New York: With an estimated 10 per cent of people worldwide having chronic kidney disease (CKD), and about nine in 10 of them being unaware of their condition, health experts have called for making kidney health a priority in both developed and developing countries.
Presenting a new global report – The Global Kidney Health Atlas – presented at this week’s World Congress of Nephrology in Mexico City being held from April 21-25, the researchers highlighted the huge gaps in kidney disease care and prevention, with many countries not prioritising kidney health.
Globally, estimated CKD prevalence varies from seven per cent in South Asia and eight per cent in Africa to as high as 11 per cent in North America and 12 per cent in Europe, The Middle East, and East Asia, and Latin America, according to the report.
Among high-income countries, Saudi Arabia and Belgium have the highest estimated CKD prevalence (24 per cent), followed by Poland (18 per cent), Germany (17 per cent) and Britain and Singapore (16 per cent).
Norway and the Netherlands have the lowest estimates at five per cent, the report, which was also published in the journal JAMA, said.
“Our Atlas shows that, across countries of all incomes, many governments are not making kidney disease a priority. This makes no sense, as the costs for treating people with end stage kidney disease are enormous, along with the devastating effect it has on patients and their families,” said Adeera Levin, President of the International Society of Nephrology which produced the Atlas.
“A diagnosis of CKD does not mean that you will need dialysis or a transplant, but does signal that you are at risk for many health problems, including heart disease, strokes, and infections,” Levin, who is also a Professor of Medicine at the University of British Colombia in Canada, added.
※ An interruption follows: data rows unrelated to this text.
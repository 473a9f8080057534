//! The [`World`]: entities, component columns, filters, and change events.

use std::any::Any;
use std::collections::{BTreeMap, HashMap};
use std::fmt::Write as _;

use crate::component::{Component, ComponentMask, ComponentRegistry, ComponentSet, ComponentTypeId};
use crate::entity::{EntityAllocator, EntityId};
use crate::events::{ChangeKind, ChangeLog, ComponentEvent};
use crate::storage::{Column, ComponentColumn};
use crate::EcsError;

// ---------------------------------------------------------------------------
// FilterId
// ---------------------------------------------------------------------------

/// Handle to a component-set filter registered with [`World::register_filter`].
///
/// Registering the same mask twice returns the same id, so systems can register
/// their filters in their constructor and keep the handle for every tick.
#[derive(Debug, Clone, Copy, PartialEq, Eq, Hash, PartialOrd, Ord)]
pub struct FilterId(u32);

// ---------------------------------------------------------------------------
// World
// ---------------------------------------------------------------------------

/// The central entity-component store.
///
/// Storage is one sparse column per registered component type plus a
/// per-entity [`ComponentMask`]. Entity iteration through filters is in
/// entity order, which makes system ticks deterministic.
#[derive(Default)]
pub struct World {
    allocator: EntityAllocator,
    registry: ComponentRegistry,
    /// Indexed by `ComponentTypeId::index()`.
    columns: Vec<Box<dyn ComponentColumn>>,
    /// Mask of every live entity.
    masks: BTreeMap<EntityId, ComponentMask>,
    filters: Vec<ComponentMask>,
    filter_index: HashMap<ComponentMask, FilterId>,
    changes: ChangeLog,
}

impl std::fmt::Debug for World {
    fn fmt(&self, f: &mut std::fmt::Formatter<'_>) -> std::fmt::Result {
        f.debug_struct("World")
            .field("entity_count", &self.masks.len())
            .field("component_types", &self.registry.len())
            .field("filters", &self.filters.len())
            .finish()
    }
}

impl World {
    /// Create a new, empty world.
    pub fn new() -> Self {
        Self::default()
    }

    /// Read-only access to the component registry.
    pub fn registry(&self) -> &ComponentRegistry {
        &self.registry
    }

    /// Register a component type under `name` and allocate its column.
    ///
    /// Registering the same type again is a no-op returning the existing id.
    pub fn register_component<T: Component>(&mut self, name: &str) -> ComponentTypeId {
        let id = self.registry.register::<T>(name);
        if id.index() == self.columns.len() {
            self.columns.push(Box::new(Column::<T>::new()));
            tracing::debug!(component = name, id = id.index(), "component type registered");
        }
        id
    }

    /// Id of a registered component type.
    pub fn component_id<T: 'static>(&self) -> Option<ComponentTypeId> {
        self.registry.lookup::<T>()
    }

    /// Mask with the bits of every type in `S`.
    ///
    /// # Errors
    ///
    /// Returns [`EcsError::UnknownComponent`] naming the first member of `S`
    /// that has not been registered.
    pub fn mask_of<S: ComponentSet>(&self) -> Result<ComponentMask, EcsError> {
        let ids = S::type_ids(&self.registry)
            .map_err(|name| EcsError::UnknownComponent(name.to_owned()))?;
        Ok(ComponentMask::from_ids(&ids))
    }

    fn type_id_of<T: 'static>(&self) -> Result<ComponentTypeId, EcsError> {
        self.registry
            .lookup::<T>()
            .ok_or_else(|| EcsError::UnknownComponent(std::any::type_name::<T>().to_owned()))
    }

    fn ensure_alive(&self, entity: EntityId) -> Result<(), EcsError> {
        if self.allocator.is_alive(entity) {
            Ok(())
        } else {
            Err(EcsError::StaleEntity(entity))
        }
    }

    fn column<T: Component>(&self, id: ComponentTypeId) -> Option<&Column<T>> {
        self.columns.get(id.index())?.as_any().downcast_ref()
    }

    fn column_mut<T: Component>(&mut self, id: ComponentTypeId) -> Option<&mut Column<T>> {
        self.columns.get_mut(id.index())?.as_any_mut().downcast_mut()
    }

    // -- entity lifecycle ---------------------------------------------------

    /// Spawn an entity with no components.
    pub fn spawn(&mut self) -> EntityId {
        let entity = self.allocator.allocate();
        self.masks.insert(entity, ComponentMask::new());
        entity
    }

    /// Spawn an entity carrying exactly one component.
    ///
    /// # Errors
    ///
    /// Returns [`EcsError::UnknownComponent`] if `T` is not registered; no
    /// entity is created in that case.
    pub fn spawn_with<T: Component>(&mut self, component: T) -> Result<EntityId, EcsError> {
        self.type_id_of::<T>()?;
        let entity = self.spawn();
        self.insert_component(entity, component)?;
        Ok(entity)
    }

    /// Despawn an entity, dropping all of its components and recycling the id.
    ///
    /// A `Removed` event is recorded for every component the entity carried.
    pub fn despawn(&mut self, entity: EntityId) -> Result<(), EcsError> {
        self.ensure_alive(entity)?;
        let mask = self.masks.remove(&entity).unwrap_or_default();
        for id in mask.iter() {
            if let Some(column) = self.columns.get_mut(id.index()) {
                column.remove(entity);
            }
            self.changes.record(ChangeKind::Removed, entity, id);
        }
        self.allocator.deallocate(entity);
        Ok(())
    }

    /// Whether `entity` is a live, current-generation handle.
    pub fn is_alive(&self, entity: EntityId) -> bool {
        self.allocator.is_alive(entity)
    }

    /// Number of live entities.
    pub fn entity_count(&self) -> usize {
        self.allocator.alive_count()
    }

    /// All live entities in entity order.
    pub fn entities(&self) -> Vec<EntityId> {
        self.masks.keys().copied().collect()
    }

    // -- component access ---------------------------------------------------

    /// Attach `value` to `entity`, overwriting any existing `T`.
    ///
    /// Records `Added` for a new component, `Changed` for an overwrite.
    pub fn insert_component<T: Component>(
        &mut self,
        entity: EntityId,
        value: T,
    ) -> Result<(), EcsError> {
        let id = self.type_id_of::<T>()?;
        self.ensure_alive(entity)?;
        let replaced = self
            .column_mut::<T>(id)
            .ok_or_else(|| EcsError::UnknownComponent(std::any::type_name::<T>().to_owned()))?
            .insert(entity, value);
        self.after_insert(entity, id, replaced);
        Ok(())
    }

    /// Attach a type-erased value to `entity`, by component id.
    ///
    /// # Errors
    ///
    /// Returns [`EcsError::TypeMismatch`] if `value` is not an instance of the
    /// type registered under `id`.
    pub fn insert_erased(
        &mut self,
        id: ComponentTypeId,
        entity: EntityId,
        value: Box<dyn Any + Send + Sync>,
    ) -> Result<(), EcsError> {
        self.ensure_alive(entity)?;
        let info = self
            .registry
            .get_info(id)
            .ok_or_else(|| EcsError::UnknownComponent(format!("{id:?}")))?;
        let (name, expected) = (info.name.clone(), info.type_name);
        let column = self
            .columns
            .get_mut(id.index())
            .ok_or_else(|| EcsError::UnknownComponent(name.clone()))?;
        let replaced = column
            .insert_boxed(entity, value)
            .map_err(|_| EcsError::TypeMismatch {
                component: name,
                expected,
            })?;
        self.after_insert(entity, id, replaced);
        Ok(())
    }

    /// Set a component from JSON, by its registered name.
    ///
    /// # Errors
    ///
    /// Returns [`EcsError::UnknownComponent`] for an unregistered name,
    /// [`EcsError::StaleEntity`] for a dead entity, and
    /// [`EcsError::Deserialize`] if the JSON does not match the component.
    pub fn set_component_by_name(
        &mut self,
        entity: EntityId,
        component_name: &str,
        value: &serde_json::Value,
    ) -> Result<(), EcsError> {
        let id = self
            .registry
            .lookup_by_name(component_name)
            .ok_or_else(|| EcsError::UnknownComponent(component_name.to_owned()))?;
        self.ensure_alive(entity)?;
        let column = self
            .columns
            .get_mut(id.index())
            .ok_or_else(|| EcsError::UnknownComponent(component_name.to_owned()))?;
        let replaced = column
            .insert_json(entity, value)
            .map_err(|e| EcsError::Deserialize {
                component: component_name.to_owned(),
                details: e.to_string(),
            })?;
        self.after_insert(entity, id, replaced);
        Ok(())
    }

    fn after_insert(&mut self, entity: EntityId, id: ComponentTypeId, replaced: bool) {
        if let Some(mask) = self.masks.get_mut(&entity) {
            mask.insert(id);
        }
        let kind = if replaced {
            ChangeKind::Changed
        } else {
            ChangeKind::Added
        };
        self.changes.record(kind, entity, id);
    }

    /// Whether `entity` currently has a `T`.
    pub fn has_component<T: 'static>(&self, entity: EntityId) -> bool {
        self.registry
            .lookup::<T>()
            .is_some_and(|id| self.has_component_id(entity, id))
    }

    /// Whether `entity` currently has the component with id `id`.
    pub fn has_component_id(&self, entity: EntityId, id: ComponentTypeId) -> bool {
        self.masks.get(&entity).is_some_and(|m| m.contains(id))
    }

    /// Borrow `entity`'s `T`.
    pub fn get_component<T: Component>(&self, entity: EntityId) -> Option<&T> {
        let id = self.registry.lookup::<T>()?;
        self.column::<T>(id)?.get(entity)
    }

    /// Mutably borrow `entity`'s `T`.
    ///
    /// In-place mutation does not record a `Changed` event; call
    /// [`mark_changed`](Self::mark_changed) when reactive systems should see it.
    pub fn get_component_mut<T: Component>(&mut self, entity: EntityId) -> Option<&mut T> {
        let id = self.registry.lookup::<T>()?;
        self.column_mut::<T>(id)?.get_mut(entity)
    }

    /// Detach `T` from `entity`. Removing a component the entity does not
    /// have is a no-op.
    pub fn remove_component<T: Component>(&mut self, entity: EntityId) -> Result<(), EcsError> {
        let id = self.type_id_of::<T>()?;
        self.ensure_alive(entity)?;
        let removed = self
            .columns
            .get_mut(id.index())
            .is_some_and(|column| column.remove(entity));
        if removed {
            if let Some(mask) = self.masks.get_mut(&entity) {
                mask.remove(id);
            }
            self.changes.record(ChangeKind::Removed, entity, id);
        }
        Ok(())
    }

    /// Record a `Changed` event for `entity`'s `T` after in-place mutation.
    /// Does nothing if the entity does not have a `T`.
    pub fn mark_changed<T: Component>(&mut self, entity: EntityId) -> Result<(), EcsError> {
        let id = self.type_id_of::<T>()?;
        self.ensure_alive(entity)?;
        if self.has_component_id(entity, id) {
            self.changes.record(ChangeKind::Changed, entity, id);
        }
        Ok(())
    }

    // -- filters ------------------------------------------------------------

    /// Register a component-set filter and return its handle.
    pub fn register_filter(&mut self, mask: ComponentMask) -> FilterId {
        if let Some(&id) = self.filter_index.get(&mask) {
            return id;
        }
        let id = FilterId(self.filters.len() as u32);
        self.filters.push(mask.clone());
        self.filter_index.insert(mask, id);
        id
    }

    /// Live entities whose components include every type in the filter, in
    /// entity order.
    pub fn filter_entities(&self, filter: FilterId) -> Result<Vec<EntityId>, EcsError> {
        let mask = self
            .filters
            .get(filter.0 as usize)
            .ok_or(EcsError::UnknownFilter(filter))?;
        Ok(self
            .masks
            .iter()
            .filter(|(_, m)| m.contains_all(mask))
            .map(|(&e, _)| e)
            .collect())
    }

    // -- change notifications -----------------------------------------------

    /// Start recording `kind` events for `component`.
    pub fn watch(&mut self, component: ComponentTypeId, kind: ChangeKind) {
        self.changes.watch(component, kind);
    }

    /// Whether `kind` events for `component` are being recorded.
    pub fn is_watched(&self, component: ComponentTypeId, kind: ChangeKind) -> bool {
        self.changes.is_watched(component, kind)
    }

    /// Take every pending event, oldest first.
    pub fn drain_events(&mut self) -> Vec<ComponentEvent> {
        self.changes.drain()
    }

    // -- diagnostics --------------------------------------------------------

    /// Registered names of `entity`'s components, in registration order.
    pub fn component_names(&self, entity: EntityId) -> Vec<&str> {
        self.masks
            .get(&entity)
            .map(|mask| mask.iter().map(|id| self.registry.name_of(id)).collect())
            .unwrap_or_default()
    }

    /// Multi-line dump of an entity and its component values, for logs.
    pub fn describe_entity(&self, entity: EntityId) -> String {
        let Some(mask) = self.masks.get(&entity) else {
            return format!("entity {entity} (dead)");
        };
        let mut out = format!("entity {entity} ({} components)", mask.len());
        for id in mask.iter() {
            let value = self
                .columns
                .get(id.index())
                .and_then(|column| column.to_json(entity))
                .map(|v| v.to_string())
                .unwrap_or_else(|| "?".to_owned());
            let _ = write!(out, "\n  {}: {value}", self.registry.name_of(id));
        }
        out
    }
}

// ---------------------------------------------------------------------------
// Tests
// ---------------------------------------------------------------------------
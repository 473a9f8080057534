//! Component type registration, metadata, and component masks.
//!
//! Every component type used in the store must be registered in a
//! [`ComponentRegistry`]. Registration produces a [`ComponentTypeId`], the key
//! for storage columns, [`ComponentMask`] bits, and change notifications.

use std::any::TypeId;
use std::collections::HashMap;
use std::fmt;

// ---------------------------------------------------------------------------
// Component
// ---------------------------------------------------------------------------

/// Bound satisfied by every type that can live in the store.
///
/// Components are plain data: cloneable, thread-safe, and serde round-trippable
/// so that they can be assembled from descriptors and inspected as JSON.
pub trait Component:
    Clone + Send + Sync + 'static + serde::Serialize + serde::de::DeserializeOwned
{
}

impl<T> Component for T where
    T: Clone + Send + Sync + 'static + serde::Serialize + serde::de::DeserializeOwned
{
}

// ---------------------------------------------------------------------------
// ComponentTypeId
// ---------------------------------------------------------------------------

/// Opaque, lightweight identifier for a registered component type.
#[derive(Clone, Copy, PartialEq, Eq, Hash, PartialOrd, Ord)]
pub struct ComponentTypeId(pub(crate) u32);

impl ComponentTypeId {
    /// Position of this type's bit in a [`ComponentMask`].
    #[inline]
    pub fn index(self) -> usize {
        self.0 as usize
    }
}

impl fmt::Debug for ComponentTypeId {
    fn fmt(&self, f: &mut fmt::Formatter<'_>) -> fmt::Result {
        write!(f, "ComponentTypeId({})", self.0)
    }
}

// ---------------------------------------------------------------------------
// ComponentInfo
// ---------------------------------------------------------------------------

/// Metadata about a registered component type.
#[derive(Debug, Clone)]
pub struct ComponentInfo {
    /// Unique ID assigned at registration time.
    pub id: ComponentTypeId,
    /// Name supplied at registration; used by descriptors and diagnostics.
    pub name: String,
    /// Rust `TypeId` for runtime type checking of erased values.
    pub type_id: TypeId,
    /// `std::any::type_name::<T>()`, for error messages.
    pub type_name: &'static str,
}

// ---------------------------------------------------------------------------
// ComponentRegistry
// ---------------------------------------------------------------------------

/// Registry mapping Rust types and names to [`ComponentTypeId`]s.
///
/// A type can only be registered once; registering the same Rust type again
/// returns the existing id and ignores the new name.
#[derive(Debug, Default)]
pub struct ComponentRegistry {
    by_type: HashMap<TypeId, ComponentTypeId>,
    by_name: HashMap<String, ComponentTypeId>,
    /// Indexed by `ComponentTypeId.0`.
    infos: Vec<ComponentInfo>,
}

impl ComponentRegistry {
    /// Create an empty registry.
    pub fn new() -> Self {
        Self::default()
    }

    /// Register `T` under `name`.
    ///
    /// # Panics
    ///
    /// Panics if `name` is already taken by a different type.
    pub fn register<T: Component>(&mut self, name: &str) -> ComponentTypeId {
        let rust_type_id = TypeId::of::<T>();
        if let Some(&existing) = self.by_type.get(&rust_type_id) {
            return existing;
        }
        if self.by_name.contains_key(name) {
            panic!("component name '{name}' is already registered for a different type");
        }

        let id = ComponentTypeId(self.infos.len() as u32);
        self.infos.push(ComponentInfo {
            id,
            name: name.to_owned(),
            type_id: rust_type_id,
            type_name: std::any::type_name::<T>(),
        });
        self.by_type.insert(rust_type_id, id);
        self.by_name.insert(name.to_owned(), id);
        id
    }

    /// Look up a component type by its Rust type.
    pub fn lookup<T: 'static>(&self) -> Option<ComponentTypeId> {
        self.by_type.get(&TypeId::of::<T>()).copied()
    }

    /// Look up a component type by its Rust `TypeId`.
    pub fn lookup_type_id(&self, type_id: TypeId) -> Option<ComponentTypeId> {
        self.by_type.get(&type_id).copied()
    }

    /// Look up a component type by its registered name.
    pub fn lookup_by_name(&self, name: &str) -> Option<ComponentTypeId> {
        self.by_name.get(name).copied()
    }

    /// Metadata for a registered id.
    pub fn get_info(&self, id: ComponentTypeId) -> Option<&ComponentInfo> {
        self.infos.get(id.index())
    }

    /// Registered name of `id`, or `"<unregistered>"`.
    pub fn name_of(&self, id: ComponentTypeId) -> &str {
        self.get_info(id)
            .map(|info| info.name.as_str())
            .unwrap_or("<unregistered>")
    }

    /// Total number of registered component types.
    pub fn len(&self) -> usize {
        self.infos.len()
    }

    /// Whether any component types have been registered.
    pub fn is_empty(&self) -> bool {
        self.infos.is_empty()
    }

    /// Names of all registered component types, sorted.
    pub fn registered_names(&self) -> Vec<&str> {
        let mut names: Vec<&str> = self.by_name.keys().map(|s| s.as_str()).collect();
        names.sort();
        names
    }
}

// ---------------------------------------------------------------------------
// ComponentMask
// ---------------------------------------------------------------------------

/// A growable bit set over [`ComponentTypeId`]s.
///
/// Each entity carries the mask of the component types it owns; a filter is a
/// mask that an entity's mask must contain.
#[derive(Clone, Default, PartialEq, Eq, Hash)]
pub struct ComponentMask {
    words: Vec<u64>,
}

impl ComponentMask {
    /// An empty mask.
    pub fn new() -> Self {
        Self::default()
    }

    /// Build a mask from a list of ids.
    pub fn from_ids(ids: &[ComponentTypeId]) -> Self {
        let mut mask = Self::new();
        for &id in ids {
            mask.insert(id);
        }
        mask
    }

    /// Builder-style [`insert`](Self::insert).
    pub fn with(mut self, id: ComponentTypeId) -> Self {
        self.insert(id);
        self
    }

    /// Set the bit for `id`.
    pub fn insert(&mut self, id: ComponentTypeId) {
        let (word, bit) = (id.index() / 64, id.index() % 64);
        if word >= self.words.len() {
            self.words.resize(word + 1, 0);
        }
        self.words[word] |= 1 << bit;
    }

    /// Clear the bit for `id`.
    pub fn remove(&mut self, id: ComponentTypeId) {
        let (word, bit) = (id.index() / 64, id.index() % 64);
        if let Some(w) = self.words.get_mut(word) {
            *w &= !(1 << bit);
        }
    }

    /// Whether the bit for `id` is set.
    pub fn contains(&self, id: ComponentTypeId) -> bool {
        let (word, bit) = (id.index() / 64, id.index() % 64);
        self.words.get(word).is_some_and(|w| w & (1 << bit) != 0)
    }

    /// Whether every bit of `other` is also set in `self`.
    pub fn contains_all(&self, other: &ComponentMask) -> bool {
        other.words.iter().enumerate().all(|(i, &theirs)| {
            let ours = self.words.get(i).copied().unwrap_or(0);
            ours & theirs == theirs
        })
    }

    /// Whether no bit is set.
    pub fn is_empty(&self) -> bool {
        self.words.iter().all(|&w| w == 0)
    }

    /// Number of set bits.
    pub fn len(&self) -> usize {
        self.words.iter().map(|w| w.count_ones() as usize).sum()
    }

    /// Iterate set ids in ascending order.
    pub fn iter(&self) -> impl Iterator<Item = ComponentTypeId> + '_ {
        self.words.iter().enumerate().flat_map(|(word, &bits)| {
            (0..64u32)
                .filter(move |bit| bits & (1 << bit) != 0)
                .map(move |bit| ComponentTypeId(word as u32 * 64 + bit))
        })
    }
}

impl fmt::Debug for ComponentMask {
    fn fmt(&self, f: &mut fmt::Formatter<'_>) -> fmt::Result {
        f.debug_set().entries(self.iter().map(|id| id.0)).finish()
    }
}

// ---------------------------------------------------------------------------
// ComponentSet -- tuples of component types
// ---------------------------------------------------------------------------

/// A tuple of component types, resolved to ids against a registry.
///
/// Used to build filter masks: `world.mask_of::<(Position, Velocity)>()`.
pub trait ComponentSet {
    /// Resolve every member; `Err` carries the first unregistered type name.
    fn type_ids(registry: &ComponentRegistry) -> Result<Vec<ComponentTypeId>, &'static str>;
}

macro_rules! impl_component_set {
    ($($name:ident),+) => {
        impl<$($name: 'static),+> ComponentSet for ($($name,)+) {
            fn type_ids(
                registry: &ComponentRegistry,
            ) -> Result<Vec<ComponentTypeId>, &'static str> {
                Ok(vec![$(
                    registry
                        .lookup::<$name>()
                        .ok_or(std::any::type_name::<$name>())?
                ),+])
            }
        }
    };
}

impl_component_set!(A);
impl_component_set!(A, B);
impl_component_set!(A, B, C);
impl_component_set!(A, B, C, D);
impl_component_set!(A, B, C, D, E);
impl_component_set!(A, B, C, D, E, F);

// ---------------------------------------------------------------------------
// Tests
// ---------------------------------------------------------------------------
While CKD can affect anyone, people are at higher risk if they have any one or more of a number of risk factors: these include high blood pressure, diabetes, obesity smoking, being aged 60 years or over, having established cardiovascular disease, having a family history of kidney failure, and being from a high-risk ethnic group or having a history of acute kidney injury.
Acute kidney injury can be caused by infections, dehydration or damage from medications or ingesting toxic drugs.
“A general lack of awareness of CKD, among patients and family doctors alike, and a lack of symptoms in the early stages, means that kidney function is usually hugely reduced by the time symptoms arise,” said Professor David Johnson, co-chair of the Global Kidney Health Atlas, and Professor at the University of Queensland, Brisbane, Australia.
The kidneys are vital organs in our bodies, removing waste and excess water and controlling the acidity balance of our blood.
Chronic kidney disease is the gradual loss of the kidneys’ abilities to perform these essential functions, and can be caused by high blood pressure, diabetes, obesity, smoking and other risk factors.